══ Data section

//! Declarative deployment plans.
//!
//! A plan is an ordered list of [`ProvisioningStep`]s. Each step deploys or
//! binds contracts, then runs configuration calls against registered
//! contracts. Plans are written in TOML:
//!
//! ```toml
//! [[step]]
//! name = "deploy treasury"
//!
//! [[step.deploy]]
//! name = "Treasury"
//! artifact = "Treasury"
//!
//! [[step.deploy]]
//! name = "Oracle"
//! artifact = "Oracle"
//! args = [{ contract = "HamsterPair" }, { field = "Treasury.PERIOD" }, { uint = 0 }]
//!
//! [[step.call]]
//! target = "Oracle"
//! method = "update"
//! ```

mod args;
mod preflight;

use std::{collections::HashSet, path::Path};

use anyhow::{Context, Result};
use serde::{Deserialize, Serialize};
use sha2::{Digest, Sha256};

pub use args::{Arg, FieldRef, SECONDS_PER_DAY};

use crate::environment::{Environment, Variant};

/// The Hamster protocol plan shipped with the crate.
const HAMSTER_PLAN: &str = include_str!("../../plans/hamster.toml");

/// A contract to deploy under a logical name.
#[derive(Debug, Clone, PartialEq, Eq, Serialize, Deserialize)]
pub struct ContractSpec {
    /// Logical name the contract is registered under.
    pub name: String,
    /// Production artifact.
    pub artifact: String,
    /// Artifact used instead in [`Variant::Mock`] environments.
    #[serde(default, skip_serializing_if = "Option::is_none")]
    pub mock: Option<String>,
    /// Constructor arguments.
    #[serde(default, skip_serializing_if = "Vec::is_empty")]
    pub args: Vec<Arg>,
}

impl ContractSpec {
    pub fn new(name: impl Into<String>, artifact: impl Into<String>) -> Self {
        Self {
            name: name.into(),
            artifact: artifact.into(),
            mock: None,
            args: Vec::new(),
        }
    }

    pub fn with_mock(mut self, mock: impl Into<String>) -> Self {
        self.mock = Some(mock.into());
        self
    }

    pub fn with_args(mut self, args: Vec<Arg>) -> Self {
        self.args = args;
        self
    }

    /// The artifact to instantiate for a variant.
    pub fn artifact_for(&self, variant: Variant) -> &str {
        match (variant, &self.mock) {
            (Variant::Mock, Some(mock)) => mock,
            _ => &self.artifact,
        }
    }
}

/// How a step obtains a contract.
#[derive(Debug, Clone, PartialEq, Eq, Serialize, Deserialize)]
#[serde(try_from = "RawDeployAction", into = "RawDeployAction")]
pub enum DeployAction {
    /// Deploy a new instance, unless the environment already knows the name.
    Deploy(ContractSpec),
    /// Attach to an existing contract whose address is resolved from `at`.
    Bind {
        name: String,
        artifact: String,
        at: Arg,
    },
}

impl DeployAction {
    pub fn deploy(spec: ContractSpec) -> Self {
        DeployAction::Deploy(spec)
    }

    pub fn bind(name: impl Into<String>, artifact: impl Into<String>, at: Arg) -> Self {
        DeployAction::Bind {
            name: name.into(),
            artifact: artifact.into(),
            at,
        }
    }

    /// Logical name registered by this action.
    pub fn name(&self) -> &str {
        match self {
            DeployAction::Deploy(spec) => &spec.name,
            DeployAction::Bind { name, .. } => name,
        }
    }

    /// Arguments resolved before the action runs.
    pub fn args(&self) -> Vec<&Arg> {
        match self {
            DeployAction::Deploy(spec) => spec.args.iter().collect(),
            DeployAction::Bind { at, .. } => vec![at],
        }
    }
}

#[derive(Debug, Clone, Serialize, Deserialize)]
struct RawDeployAction {
    name: String,
    artifact: String,
    #[serde(default, skip_serializing_if = "Option::is_none")]
    mock: Option<String>,
    #[serde(default, skip_serializing_if = "Vec::is_empty")]
    args: Vec<Arg>,
    #[serde(default, skip_serializing_if = "Option::is_none")]
    at: Option<Arg>,
}

impl TryFrom<RawDeployAction> for DeployAction {
    type Error = String;

    fn try_from(raw: RawDeployAction) -> Result<Self, Self::Error> {
        match raw.at {
            None => Ok(DeployAction::Deploy(ContractSpec {
                name: raw.name,
                artifact: raw.artifact,
                mock: raw.mock,
                args: raw.args,
            })),
            Some(_) if !raw.args.is_empty() || raw.mock.is_some() => Err(format!(
                "`{}` binds to an existing address and cannot take `args` or `mock`",
                raw.name
            )),
            Some(at) => Ok(DeployAction::Bind {
                name: raw.name,
                artifact: raw.artifact,
                at,
            }),
        }
    }
}

impl From<DeployAction> for RawDeployAction {
    fn from(action: DeployAction) -> Self {
        match action {
            DeployAction::Deploy(spec) => RawDeployAction {
                name: spec.name,
                artifact: spec.artifact,
                mock: spec.mock,
                args: spec.args,
                at: None,
            },
            DeployAction::Bind { name, artifact, at } => RawDeployAction {
                name,
                artifact,
                mock: None,
                args: Vec::new(),
                at: Some(at),
            },
        }
    }
}

/// A state-changing call (or, with `view`, a logged read) against a
/// registered contract.
#[derive(Debug, Clone, PartialEq, Eq, Serialize, Deserialize)]
pub struct ConfigurationCall {
    pub target: String,
    pub method: String,
    #[serde(default, skip_serializing_if = "Vec::is_empty")]
    pub args: Vec<Arg>,
    /// Read the result and log it instead of sending a transaction.
    #[serde(default, skip_serializing_if = "std::ops::Not::not")]
    pub view: bool,
}

impl ConfigurationCall {
    pub fn new(target: impl Into<String>, method: impl Into<String>, args: Vec<Arg>) -> Self {
        Self {
            target: target.into(),
            method: method.into(),
            args,
            view: false,
        }
    }

    pub fn view(target: impl Into<String>, method: impl Into<String>, args: Vec<Arg>) -> Self {
        Self {
            view: true,
            ..Self::new(target, method, args)
        }
    }
}

/// Predicate over the active environment deciding whether a step runs.
#[derive(Debug, Clone, PartialEq, Eq, Serialize, Deserialize)]
#[serde(rename_all = "snake_case")]
pub enum Condition {
    /// Only in the listed environments.
    Network(Vec<String>),
    /// Everywhere except the listed environments.
    Except(Vec<String>),
    /// Only in environments deploying this variant.
    Variant(Variant),
}

impl Condition {
    pub fn holds(&self, env: &Environment) -> bool {
        match self {
            Condition::Network(names) => names.iter().any(|name| *name == env.name),
            Condition::Except(names) => !names.iter().any(|name| *name == env.name),
            Condition::Variant(variant) => *variant == env.variant,
        }
    }
}

/// An ordered unit of work.
#[derive(Debug, Clone, PartialEq, Eq, Serialize, Deserialize)]
pub struct ProvisioningStep {
    /// 1-based position in the plan. Assigned when the plan is built.
    #[serde(skip)]
    pub index: usize,
    pub name: String,
    #[serde(default, skip_serializing_if = "Option::is_none")]
    pub when: Option<Condition>,
    #[serde(default, skip_serializing_if = "Vec::is_empty")]
    pub deploy: Vec<DeployAction>,
    #[serde(default, rename = "call", skip_serializing_if = "Vec::is_empty")]
    pub calls: Vec<ConfigurationCall>,
}

impl ProvisioningStep {
    pub fn new(name: impl Into<String>) -> Self {
        Self {
            index: 0,
            name: name.into(),
            when: None,
            deploy: Vec::new(),
            calls: Vec::new(),
        }
    }

    pub fn when(mut self, condition: Condition) -> Self {
        self.when = Some(condition);
        self
    }

    pub fn deploy(mut self, action: DeployAction) -> Self {
        self.deploy.push(action);
        self
    }

    pub fn call(mut self, call: ConfigurationCall) -> Self {
        self.calls.push(call);
        self
    }

    /// Whether the step runs in `env`.
    pub fn enabled(&self, env: &Environment) -> bool {
        self.when.as_ref().is_none_or(|condition| condition.holds(env))
    }

    pub fn action_count(&self) -> usize {
        self.deploy.len() + self.calls.len()
    }
}

/// An ordered list of provisioning steps.
#[derive(Debug, Clone, PartialEq, Eq, Serialize, Deserialize)]
pub struct DeploymentPlan {
    #[serde(default)]
    pub name: String,
    #[serde(default, rename = "step")]
    pub steps: Vec<ProvisioningStep>,
}

impl DeploymentPlan {
    /// Build a plan from steps, numbering them in order.
    pub fn new(name: impl Into<String>, steps: Vec<ProvisioningStep>) -> Result<Self> {
        let mut plan = Self {
            name: name.into(),
            steps,
        };
        plan.number_steps();
        plan.validate()?;
        Ok(plan)
    }

    /// The Hamster protocol plan.
    pub fn hamster() -> Result<Self> {
        Self::from_toml_str(HAMSTER_PLAN).context("Failed to parse the built-in Hamster plan")
    }

    pub fn from_toml_str(content: &str) -> Result<Self> {
        let mut plan: Self = toml::from_str(content).context("Failed to parse plan as TOML")?;
        plan.number_steps();
        plan.validate()?;
        Ok(plan)
    }

    pub fn load_from_file(path: &Path) -> Result<Self> {
        let content = std::fs::read_to_string(path)
            .context(format!("Failed to read plan from {}", path.display()))?;
        let plan = Self::from_toml_str(&content)
            .context(format!("Invalid plan file {}", path.display()))?;
        tracing::info!(path = %path.display(), steps = plan.steps.len(), "Plan loaded");
        Ok(plan)
    }

    pub fn save_to_file(&self, path: &Path) -> Result<()> {
        let content = toml::to_string_pretty(self).context("Failed to serialize plan to TOML")?;
        std::fs::write(path, content)
            .context(format!("Failed to write plan to {}", path.display()))?;
        Ok(())
    }

    /// SHA-256 of the plan's JSON serialization, hex encoded.
    ///
    /// Stored with run outputs so a resumed run can tell whether the plan
    /// changed in between.
    pub fn fingerprint(&self) -> String {
        let json = serde_json::to_string(self).expect("plan serialization should never fail");

        let mut hasher = Sha256::new();
        hasher.update(json.as_bytes());
        hex::encode(hasher.finalize())
    }

    /// Look up a step by its 1-based index.
    pub fn step(&self, index: usize) -> Option<&ProvisioningStep> {
        index.checked_sub(1).and_then(|i| self.steps.get(i))
    }

    fn number_steps(&mut self) {
        for (i, step) in self.steps.iter_mut().enumerate() {
            step.index = i + 1;
        }
    }

    fn validate(&self) -> Result<()> {
        let mut names = HashSet::new();
        for step in &self.steps {
            if step.name.trim().is_empty() {
                anyhow::bail!("step {} has an empty name", step.index);
            }
            if !names.insert(step.name.as_str()) {
                anyhow::bail!("step name `{}` is used more than once", step.name);
            }
            if step.action_count() == 0 {
                anyhow::bail!("step {} ({}) has no actions", step.index, step.name);
            }
        }
        Ok(())
    }
}

#[cfg(test)]
mod tests {
    use super::*;
    use crate::environment::EnvironmentResolver;

    const SAMPLE: &str = r#"
        name = "sample"

        [[step]]
        name = "tokens"

        [[step.deploy]]
        name = "Hamster"
        artifact = "Hamster"
        mock = "MockedHamster"
        args = [{ uint = 0 }, "sender", { uint = "1e18" }]

        [[step]]
        name = "dex"
        when = { network = ["testnet"] }

        [[step.deploy]]
        name = "UniswapRouter"
        artifact = "IUniswapV2Router"
        at = { known = "UniswapRouter" }

        [[step.call]]
        target = "Hamster"
        method = "approve"
        args = [{ contract = "UniswapRouter" }, { uint = 1 }]
    "#;

    #[test]
    fn test_parse_plan_numbers_steps() {
        let plan = DeploymentPlan::from_toml_str(SAMPLE).unwrap();

        assert_eq!(plan.name, "sample");
        assert_eq!(plan.steps.len(), 2);
        assert_eq!(plan.steps[0].index, 1);
        assert_eq!(plan.steps[1].index, 2);
        assert_eq!(plan.step(2).unwrap().name, "dex");
        assert!(plan.step(0).is_none());

        match &plan.steps[1].deploy[0] {
            DeployAction::Bind { name, at, .. } => {
                assert_eq!(name, "UniswapRouter");
                assert_eq!(at, &Arg::Known("UniswapRouter".to_string()));
            }
            other => panic!("expected a bind, got {other:?}"),
        }
    }

    #[test]
    fn test_bind_with_args_is_rejected() {
        let content = r#"
            [[step]]
            name = "bad"

            [[step.deploy]]
            name = "WFTM"
            artifact = "IWFTM"
            args = [{ uint = 1 }]
            at = { known = "WFTM" }
        "#;
        let err = DeploymentPlan::from_toml_str(content).unwrap_err();
        assert!(format!("{err:#}").contains("cannot take `args`"));
    }

    #[test]
    fn test_duplicate_step_names_are_rejected() {
        let step = ProvisioningStep::new("same").call(ConfigurationCall::new("A", "f", vec![]));
        assert!(DeploymentPlan::new("dup", vec![step.clone(), step]).is_err());
    }

    #[test]
    fn test_conditions() {
        let resolver = EnvironmentResolver::default();
        let testnet = resolver.resolve("testnet").unwrap();
        let mainnet = resolver.resolve("mainnet").unwrap();

        let only_testnet = Condition::Network(vec!["testnet".to_string()]);
        assert!(only_testnet.holds(&testnet));
        assert!(!only_testnet.holds(&mainnet));

        let not_testnet = Condition::Except(vec!["testnet".to_string()]);
        assert!(!not_testnet.holds(&testnet));
        assert!(not_testnet.holds(&mainnet));

        assert!(Condition::Variant(Variant::Production).holds(&mainnet));
        assert!(!Condition::Variant(Variant::Production).holds(&testnet));
    }

    #[test]
    fn test_plan_toml_round_trip_keeps_fingerprint() {
        let plan = DeploymentPlan::from_toml_str(SAMPLE).unwrap();
        let serialized = toml::to_string_pretty(&plan).unwrap();
        let reparsed = DeploymentPlan::from_toml_str(&serialized).unwrap();

        assert_eq!(plan, reparsed);
        assert_eq!(plan.fingerprint(), reparsed.fingerprint());
        assert_eq!(plan.fingerprint().len(), 64);
    }

    #[test]
    fn test_builtin_hamster_plan_parses() {
        let plan = DeploymentPlan::hamster().unwrap();

        assert_eq!(plan.name, "hamster");
        assert_eq!(plan.steps.first().unwrap().name, "deploy tokens");
        assert_eq!(plan.steps.last().unwrap().name, "configure system");

        let tokens = &plan.steps[0];
        let DeployAction::Deploy(hamster) = &tokens.deploy[0] else {
            panic!("expected Hamster to be deployed");
        };
        assert_eq!(hamster.artifact_for(Variant::Mock), "MockedHamster");
        assert_eq!(hamster.artifact_for(Variant::Production), "Hamster");
    }
}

════

Action item:
Find the lines above that contain the word "usize" and copy each one.

Task response:
    pub index: usize,
    pub fn action_count(&self) -> usize {
    pub fn step(&self, index: usize) -> Option<&ProvisioningStep> {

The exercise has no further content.